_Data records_
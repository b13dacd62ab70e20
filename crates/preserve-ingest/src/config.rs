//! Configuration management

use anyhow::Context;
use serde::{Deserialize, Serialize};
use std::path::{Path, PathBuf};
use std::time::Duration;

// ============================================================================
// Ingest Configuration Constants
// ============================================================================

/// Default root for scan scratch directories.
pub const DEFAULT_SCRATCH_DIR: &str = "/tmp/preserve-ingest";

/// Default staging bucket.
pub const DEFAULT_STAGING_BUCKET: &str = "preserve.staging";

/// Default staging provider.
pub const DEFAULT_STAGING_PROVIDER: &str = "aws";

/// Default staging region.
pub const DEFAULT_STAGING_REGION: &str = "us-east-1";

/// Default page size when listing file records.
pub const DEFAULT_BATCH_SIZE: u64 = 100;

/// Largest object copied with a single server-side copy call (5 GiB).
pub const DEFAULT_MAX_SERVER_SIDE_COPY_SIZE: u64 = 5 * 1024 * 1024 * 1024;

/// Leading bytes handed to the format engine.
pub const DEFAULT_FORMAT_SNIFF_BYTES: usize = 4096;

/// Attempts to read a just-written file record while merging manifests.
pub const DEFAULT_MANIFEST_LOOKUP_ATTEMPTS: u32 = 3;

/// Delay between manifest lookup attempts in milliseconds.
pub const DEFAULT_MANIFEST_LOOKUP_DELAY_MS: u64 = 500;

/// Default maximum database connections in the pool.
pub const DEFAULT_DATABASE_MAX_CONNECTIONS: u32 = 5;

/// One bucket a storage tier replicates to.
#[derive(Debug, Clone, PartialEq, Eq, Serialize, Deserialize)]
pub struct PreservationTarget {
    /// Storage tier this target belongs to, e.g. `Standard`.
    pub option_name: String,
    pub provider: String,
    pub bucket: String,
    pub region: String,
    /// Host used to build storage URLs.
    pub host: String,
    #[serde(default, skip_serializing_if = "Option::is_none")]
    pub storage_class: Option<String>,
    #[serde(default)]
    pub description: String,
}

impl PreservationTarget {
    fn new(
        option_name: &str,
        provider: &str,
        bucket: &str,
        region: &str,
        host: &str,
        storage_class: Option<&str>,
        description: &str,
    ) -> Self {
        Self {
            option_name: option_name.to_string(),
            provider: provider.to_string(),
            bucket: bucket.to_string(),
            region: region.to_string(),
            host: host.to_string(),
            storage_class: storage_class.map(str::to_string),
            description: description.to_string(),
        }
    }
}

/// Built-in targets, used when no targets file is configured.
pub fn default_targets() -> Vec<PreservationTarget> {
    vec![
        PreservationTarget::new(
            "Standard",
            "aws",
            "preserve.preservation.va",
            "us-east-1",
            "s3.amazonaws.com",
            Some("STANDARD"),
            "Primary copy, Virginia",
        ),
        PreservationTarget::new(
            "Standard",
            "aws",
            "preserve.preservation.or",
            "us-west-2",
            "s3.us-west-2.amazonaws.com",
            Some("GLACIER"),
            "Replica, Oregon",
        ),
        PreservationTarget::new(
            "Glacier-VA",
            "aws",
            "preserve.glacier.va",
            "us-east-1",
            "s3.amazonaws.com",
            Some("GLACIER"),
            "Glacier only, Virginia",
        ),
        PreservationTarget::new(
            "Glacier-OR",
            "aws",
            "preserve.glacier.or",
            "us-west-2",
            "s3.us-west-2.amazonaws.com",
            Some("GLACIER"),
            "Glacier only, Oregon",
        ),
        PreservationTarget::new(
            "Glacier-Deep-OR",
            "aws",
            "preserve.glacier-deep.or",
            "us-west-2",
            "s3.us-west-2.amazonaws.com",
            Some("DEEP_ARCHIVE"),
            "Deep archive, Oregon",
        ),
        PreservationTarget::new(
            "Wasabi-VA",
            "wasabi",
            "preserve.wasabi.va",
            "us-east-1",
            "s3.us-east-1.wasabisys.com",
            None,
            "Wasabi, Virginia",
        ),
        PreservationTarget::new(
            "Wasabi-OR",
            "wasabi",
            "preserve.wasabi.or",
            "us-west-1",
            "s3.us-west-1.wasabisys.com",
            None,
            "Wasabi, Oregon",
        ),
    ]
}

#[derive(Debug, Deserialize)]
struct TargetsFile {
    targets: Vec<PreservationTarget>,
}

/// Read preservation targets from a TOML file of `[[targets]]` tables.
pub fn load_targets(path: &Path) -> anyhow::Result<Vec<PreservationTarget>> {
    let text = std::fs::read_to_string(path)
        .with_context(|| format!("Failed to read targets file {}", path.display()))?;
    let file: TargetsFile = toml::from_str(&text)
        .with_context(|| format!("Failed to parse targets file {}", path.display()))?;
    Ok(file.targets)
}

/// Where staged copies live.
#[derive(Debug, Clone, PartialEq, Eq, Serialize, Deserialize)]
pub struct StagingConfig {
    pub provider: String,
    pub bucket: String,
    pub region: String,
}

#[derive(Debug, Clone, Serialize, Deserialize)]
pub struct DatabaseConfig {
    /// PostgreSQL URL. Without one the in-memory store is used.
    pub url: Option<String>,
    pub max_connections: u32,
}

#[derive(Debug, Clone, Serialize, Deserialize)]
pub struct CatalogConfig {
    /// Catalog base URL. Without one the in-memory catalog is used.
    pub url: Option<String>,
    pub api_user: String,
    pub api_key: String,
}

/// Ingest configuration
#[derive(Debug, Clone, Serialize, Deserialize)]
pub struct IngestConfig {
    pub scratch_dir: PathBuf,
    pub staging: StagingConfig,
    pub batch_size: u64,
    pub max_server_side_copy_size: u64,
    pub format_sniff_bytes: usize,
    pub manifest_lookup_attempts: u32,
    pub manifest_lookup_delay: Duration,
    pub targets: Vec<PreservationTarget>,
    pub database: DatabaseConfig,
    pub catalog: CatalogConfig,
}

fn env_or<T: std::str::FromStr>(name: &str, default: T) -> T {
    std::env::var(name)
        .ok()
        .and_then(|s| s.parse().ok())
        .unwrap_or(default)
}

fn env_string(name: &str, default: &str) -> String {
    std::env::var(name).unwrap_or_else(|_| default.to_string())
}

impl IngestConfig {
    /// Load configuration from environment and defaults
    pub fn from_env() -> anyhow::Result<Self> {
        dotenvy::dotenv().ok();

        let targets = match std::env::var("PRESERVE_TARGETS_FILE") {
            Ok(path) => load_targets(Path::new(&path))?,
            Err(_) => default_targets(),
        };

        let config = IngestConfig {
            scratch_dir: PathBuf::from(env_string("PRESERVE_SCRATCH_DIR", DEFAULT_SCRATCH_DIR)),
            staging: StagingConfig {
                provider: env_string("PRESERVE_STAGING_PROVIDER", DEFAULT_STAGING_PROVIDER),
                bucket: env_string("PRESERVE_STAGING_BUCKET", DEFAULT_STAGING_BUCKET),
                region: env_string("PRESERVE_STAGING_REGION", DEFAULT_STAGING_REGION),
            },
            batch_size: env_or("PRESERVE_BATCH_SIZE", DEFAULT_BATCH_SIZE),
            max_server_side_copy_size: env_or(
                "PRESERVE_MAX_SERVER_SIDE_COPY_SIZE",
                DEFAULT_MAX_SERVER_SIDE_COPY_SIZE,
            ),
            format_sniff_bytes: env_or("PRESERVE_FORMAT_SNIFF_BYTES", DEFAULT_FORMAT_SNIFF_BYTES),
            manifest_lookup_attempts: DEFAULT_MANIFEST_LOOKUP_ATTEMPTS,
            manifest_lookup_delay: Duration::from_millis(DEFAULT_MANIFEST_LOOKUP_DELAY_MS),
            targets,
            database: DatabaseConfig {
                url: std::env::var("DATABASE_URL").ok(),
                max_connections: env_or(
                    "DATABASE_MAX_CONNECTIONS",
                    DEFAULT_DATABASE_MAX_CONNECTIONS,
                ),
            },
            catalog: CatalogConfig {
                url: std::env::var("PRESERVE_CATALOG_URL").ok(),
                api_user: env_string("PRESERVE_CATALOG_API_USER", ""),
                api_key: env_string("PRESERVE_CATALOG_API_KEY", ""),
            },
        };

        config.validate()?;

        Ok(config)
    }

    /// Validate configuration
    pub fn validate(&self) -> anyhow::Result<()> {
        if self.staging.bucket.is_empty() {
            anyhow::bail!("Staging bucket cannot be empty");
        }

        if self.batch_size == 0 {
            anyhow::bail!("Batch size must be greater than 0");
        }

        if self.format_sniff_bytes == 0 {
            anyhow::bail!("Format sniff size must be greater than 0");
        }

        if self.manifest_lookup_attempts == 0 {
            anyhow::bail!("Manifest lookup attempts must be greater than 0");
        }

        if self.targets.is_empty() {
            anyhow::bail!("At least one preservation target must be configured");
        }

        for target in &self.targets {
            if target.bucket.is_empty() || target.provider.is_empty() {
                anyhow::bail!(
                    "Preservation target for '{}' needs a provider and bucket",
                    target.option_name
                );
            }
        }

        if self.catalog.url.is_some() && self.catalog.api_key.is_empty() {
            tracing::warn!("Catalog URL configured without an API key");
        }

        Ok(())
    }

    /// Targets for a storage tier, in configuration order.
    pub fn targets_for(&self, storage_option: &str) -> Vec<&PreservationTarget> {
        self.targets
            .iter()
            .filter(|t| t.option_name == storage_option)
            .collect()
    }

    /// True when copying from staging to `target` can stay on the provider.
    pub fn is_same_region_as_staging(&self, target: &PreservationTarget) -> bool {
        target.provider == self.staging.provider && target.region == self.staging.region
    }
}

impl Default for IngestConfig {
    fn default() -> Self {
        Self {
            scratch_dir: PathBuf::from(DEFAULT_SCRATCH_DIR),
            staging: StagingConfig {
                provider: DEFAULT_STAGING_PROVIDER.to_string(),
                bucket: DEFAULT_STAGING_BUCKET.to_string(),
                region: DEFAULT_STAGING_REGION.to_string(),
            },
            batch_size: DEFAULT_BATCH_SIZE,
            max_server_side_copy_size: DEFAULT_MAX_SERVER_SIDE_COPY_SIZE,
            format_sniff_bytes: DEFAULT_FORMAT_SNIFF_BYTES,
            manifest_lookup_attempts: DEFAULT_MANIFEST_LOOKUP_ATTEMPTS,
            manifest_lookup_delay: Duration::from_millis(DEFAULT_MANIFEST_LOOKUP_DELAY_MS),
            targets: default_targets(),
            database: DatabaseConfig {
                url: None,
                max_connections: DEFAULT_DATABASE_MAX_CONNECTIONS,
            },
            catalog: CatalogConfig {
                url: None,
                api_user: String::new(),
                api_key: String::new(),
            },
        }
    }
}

_What the task asks_
Among the lines above, find those carrying the word "used" and copy them out.

_Solution to the exercise_
    /// Host used to build storage URLs.
/// Built-in targets, used when no targets file is configured.
    /// PostgreSQL URL. Without one the in-memory store is used.
    /// Catalog base URL. Without one the in-memory catalog is used.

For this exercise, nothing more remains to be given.